Untouched natural forests store three times more carbon dioxide than previously estimated and 60 percent more than plantation forests, said a new Australian study of “green carbon” and its role in climate change.
Green carbon occurs in natural forests, brown carbon is found in industrialized forests or plantations, grey carbon in fossil fuels and blue carbon in oceans.
Australian National University (ANU) scientists said that the role of untouched forests, and their biomass of green carbon, had been underestimated in the fight against global warming.
The scientists said the U.N.’s Intergovernmental Panel on Climate Change (IPCC) and the Kyoto Protocol did not distinguish between the carbon capacity of plantation forests and untouched forests.

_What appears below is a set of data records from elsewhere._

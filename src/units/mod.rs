//! 단위 정의 및 변환 모듈 모음.

pub mod length;
pub mod mass;
pub mod temperature;
pub mod time;
pub mod velocity;
pub mod volume;

pub use length::{convert_length, LengthUnit};
pub use mass::{convert_mass, MassUnit};
pub use temperature::{convert_temperature, from_kelvin, to_kelvin, TemperatureUnit};
pub use time::{convert_time, TimeUnit};
pub use velocity::{convert_velocity, VelocityUnit};
pub use volume::{convert_volume, VolumeUnit};
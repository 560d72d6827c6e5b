use serde::{Deserialize, Serialize};

/// 시간 단위. 내부 기준은 초이다.
#[derive(Debug, Clone, Copy, PartialEq, Eq, Serialize, Deserialize)]
pub enum TimeUnit {
    Second,
    Minute,
    Hour,
    Day,
}

fn to_second(value: f64, unit: TimeUnit) -> f64 {
    match unit {
        TimeUnit::Second => value,
        TimeUnit::Minute => value * 60.0,
        TimeUnit::Hour => value * 3600.0,
        TimeUnit::Day => value * 86_400.0,
    }
}

fn from_second(value_s: f64, unit: TimeUnit) -> f64 {
    match unit {
        TimeUnit::Second => value_s,
        TimeUnit::Minute => value_s / 60.0,
        TimeUnit::Hour => value_s / 3600.0,
        TimeUnit::Day => value_s / 86_400.0,
    }
}

/// 시간을 다른 단위로 변환한다.
pub fn convert_time(value: f64, from: TimeUnit, to: TimeUnit) -> f64 {
    if from == to {
        return value;
    }
    let s = to_second(value, from);
    from_second(s, to)
}
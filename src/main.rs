use std::path::PathBuf;

use clap::Parser;
use universal_unit_converter::{app, config, history::HistoryStore, i18n};

/// 커맨드라인 옵션.
#[derive(Debug, Parser)]
#[command(name = "universal_unit_converter_cli")]
struct Cli {
    /// 언어 코드 (auto/ko-kr/en-us)
    #[arg(long, short = 'L', default_value = "auto")]
    lang: String,
    /// 설정 파일 경로
    #[arg(long, default_value = config::DEFAULT_CONFIG_PATH)]
    config: PathBuf,
    /// 변환 기록 파일 경로 (설정값 대신 사용)
    #[arg(long)]
    history_file: Option<PathBuf>,
}

/// 프로그램의 엔트리 포인트. 설정과 기록을 로드한 뒤 CLI 애플리케이션을 실행한다.
fn main() {
    if let Err(err) = try_run() {
        eprintln!("오류: {err}");
    }
}

fn try_run() -> Result<(), Box<dyn std::error::Error>> {
    let cli = Cli::parse();
    let mut cfg = config::load_or_default(&cli.config)?;
    let lang = i18n::resolve_language(&cli.lang, Some(cfg.language.as_str()));
    let tr = i18n::Translator::new_with_pack(&lang, cfg.language_pack_dir.as_deref());
    let history_path = cli
        .history_file
        .unwrap_or_else(|| PathBuf::from(&cfg.history_file));
    let mut store = HistoryStore::load(history_path);
    app::run(&mut cfg, &cli.config, &mut store, tr)?;
    Ok(())
}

Yet untouched forests can carry three times the carbon presently estimated, if their biomass of carbon stock was included, said the ANU report released on Tuesday.
Currently, forest carbon storage capacity is based on plantation forest estimates.
The report “Green Carbon, the role of natural forests in carbon storage” said a difference in the definition of a forest was also underestimating the carbon stock in old-growth forests.
The IPCC defines a forest as trees taller than 2 meters (six feet) and a canopy cover greater than 10 percent, but in Australia a forest was defined as having trees taller than 10 meters (33 feet) and a canopy cover greater than 30 percent.